Quarta-feira de cinzas

 Passou o carnaval que não foi carnaval. Passou o carnaval que não teve. E talvez tenhamos tido agora os dias do ano em que as pessoas mais viveram no passado, nas lembranças. Sem vontade de estar aqui, com vontade de estar lá, comemorando o carnaval. Ou até no futuro também... "Ah, quando eu receber a vacina..." "Ah, o carnaval de 2022..." Ou até mesmo uma mistura de passado com futuro, "Sabe que depois da pandemia de sei lá o que, no ano de mil e sei lá quando, foi o carnaval mais louco da história, imagina como não vai ser o carnaval depois que essa pandemia acabar! Mal posso esperar!" 

E mal pode mesmo, mal podemos. Quem quer viver no dia de hoje? Sem carnaval, sem vacina, sem viagem, sem proximidade, sem abraço... É um esforço coletivo para se lembrar de um passado melhor e ter esperanças de um futuro que a ele se assemelhe, e que chegue logo. E que traga um baita carnaval, em que todos vão querer - e poder - comemorar como doidos. Sair para todos os bloquinhos, até aqueles que começam seis horas da manhã (coisa que eu nunca entendi). Viver como se não houvesse amanhã, porque vai que no amanhã começa uma nova pandemia?! Se abraçar e se beijar muito, beijar todo mundo, porque Ah! Que saudades dessa libertinagem! E dessa liberdade. A quarta-feira de cinzas amanheceu bem cinza. Mas não há chuva que possa impedir que as pessoas tomem as ruas e estendam um carnaval que vai durar mais de semana, mais de mês, que vai ser o próximo carnaval. 

A gente se apega a essa crença, a essa vontade, a esse sonho, para sobreviver ao dia de hoje. Sobreviver ao hoje porque vai passar e dias melhores virão. O que seria da nossa existência sem essa esperança infundada e inabalável que temos? 

Vamos olhar pelo lado bom. Pelo menos esse ano a nossa casa não vai ficar cheia de purpurina. De repente esse ano até conseguimos terminar de limpar toda a purpurina do ano passado e deixar a casa pronta para receber a nova onda de brilho desse carnaval que vem aí e que vai ser "o melhor carnaval de todos os tempos". 

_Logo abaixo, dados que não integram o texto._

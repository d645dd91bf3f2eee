//! Command line and validated run configuration.

use std::fs;
use std::io;
use std::path::{Path, PathBuf};
use std::time::Duration;

use clap::Parser;

use crate::error::SyncError;
use crate::fs::LocalFs;
use crate::hash::HashAlgorithm;
use crate::sync::SyncOptions;

#[derive(Debug, Parser)]
#[command(name = "foldersync")]
#[command(version)]
#[command(about = "Keep a replica folder an exact mirror of a source folder")]
pub struct Cli {
    /// Source folder (must exist)
    pub source: PathBuf,

    /// Replica folder (created if missing)
    pub replica: PathBuf,

    /// Seconds between sync passes
    #[arg(value_parser = clap::value_parser!(u64).range(1..))]
    pub interval: u64,

    /// Log file, opened for append
    pub log_file: PathBuf,

    /// Digest used to compare file contents
    #[arg(long, value_enum, default_value_t = HashAlgorithm::Md5)]
    pub hash: HashAlgorithm,

    /// Treat files with equal size and modification time as unchanged without hashing
    #[arg(long)]
    pub quick_check: bool,

    /// Abort a pass on the first error instead of skipping the failing entry
    #[arg(long)]
    pub fail_fast: bool,

    /// Run a single pass and exit
    #[arg(long)]
    pub once: bool,

    /// Enable verbose diagnostics
    #[arg(short, long)]
    pub verbose: bool,
}

/// Configuration that passed every startup check.
#[derive(Debug, Clone)]
pub struct SyncConfig {
    pub source: PathBuf,
    pub replica: PathBuf,
    pub interval: Duration,
    pub log_file: PathBuf,
    pub options: SyncOptions,
    pub once: bool,
}

impl SyncConfig {
    /// Validate the command line and prepare the replica root.
    ///
    /// Creates the replica folder (with parents) if it does not exist.
    pub fn from_cli(cli: &Cli) -> Result<Self, SyncError> {
        let source = &cli.source;
        match fs::metadata(source) {
            Ok(metadata) if metadata.is_dir() => {}
            Ok(_) => return Err(SyncError::SourceNotDirectory { path: source.clone() }),
            Err(e) if e.kind() == io::ErrorKind::NotFound => {
                return Err(SyncError::SourceMissing { path: source.clone() })
            }
            Err(e) => return Err(SyncError::from_io_error(e, "checking source", source)),
        }

        let replica = &cli.replica;
        match fs::metadata(replica) {
            Ok(metadata) if !metadata.is_dir() => {
                return Err(SyncError::ReplicaNotDirectory { path: replica.clone() })
            }
            Ok(_) => {}
            Err(e) if e.kind() == io::ErrorKind::NotFound => {}
            Err(e) => return Err(SyncError::from_io_error(e, "checking replica", replica)),
        }

        // Checked before the replica is created so a bad layout leaves no trace
        let source_resolved = resolve_path(source)
            .map_err(|e| SyncError::from_io_error(e, "resolving", source))?;
        let replica_resolved = resolve_path(replica)
            .map_err(|e| SyncError::from_io_error(e, "resolving", replica))?;
        if source_resolved.starts_with(&replica_resolved)
            || replica_resolved.starts_with(&source_resolved)
        {
            return Err(SyncError::OverlappingRoots {
                source: source.clone(),
                replica: replica.clone(),
            });
        }

        fs::create_dir_all(replica)
            .map_err(|e| SyncError::from_io_error(e, "creating replica", replica))?;

        Ok(Self {
            source: source.clone(),
            replica: replica.clone(),
            interval: Duration::from_secs(cli.interval),
            log_file: cli.log_file.clone(),
            options: SyncOptions {
                hash: cli.hash,
                quick_check: cli.quick_check,
                fail_fast: cli.fail_fast,
            },
            once: cli.once,
        })
    }
}

/// Canonical form of a path that may not exist yet: the deepest existing
/// ancestor is canonicalized and the missing tail appended lexically.
pub fn resolve_path(path: &Path) -> io::Result<PathBuf> {
    let absolute = LocalFs::normalize_path(&std::path::absolute(path)?);

    let mut existing = absolute.as_path();
    let mut tail = Vec::new();
    loop {
        match existing.canonicalize() {
            Ok(canonical) => {
                let mut resolved = canonical;
                for component in tail.iter().rev() {
                    resolved.push(component);
                }
                return Ok(resolved);
            }
            Err(e) if e.kind() == io::ErrorKind::NotFound => {
                match (existing.parent(), existing.file_name()) {
                    (Some(parent), Some(name)) => {
                        tail.push(name.to_os_string());
                        existing = parent;
                    }
                    _ => return Err(e),
                }
            }
            Err(e) => return Err(e),
        }
    }
}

Mas quem não gosta de reclamar da purpurina infinita dentro de casa? Quem não gosta de estar no trabalho pós-carnaval e ter um colega tirando uma purpurininha que ficou perdida na sua cara ou no seu cabelo? Vamos admitir, não tem lado bom. 

Mas a gente vai continuar se esforçando para criar um. É essa vontade de ser feliz que está no nosso DNA. A gente vai cavar e cavar em toda essa lama até encontrar uma pedra preciosa. Uma história boa de contar. Uma mesa de buteco na calçada, uma cerveja gelada e amigos, muitos amigos. Felizes, livres, sem máscaras (o que agora tem sentido duplicado).

O tanto de gente morrendo, o retrocesso do país, o tanto de gente com fome, comendo o que quem pode comprar comida não quis, tá difícil encontrar motivos para comemorar. Mas quando a pandemia acabar, quando esse governo cair, pode encomendar dez carnavais, que um só não vai ser suficiente.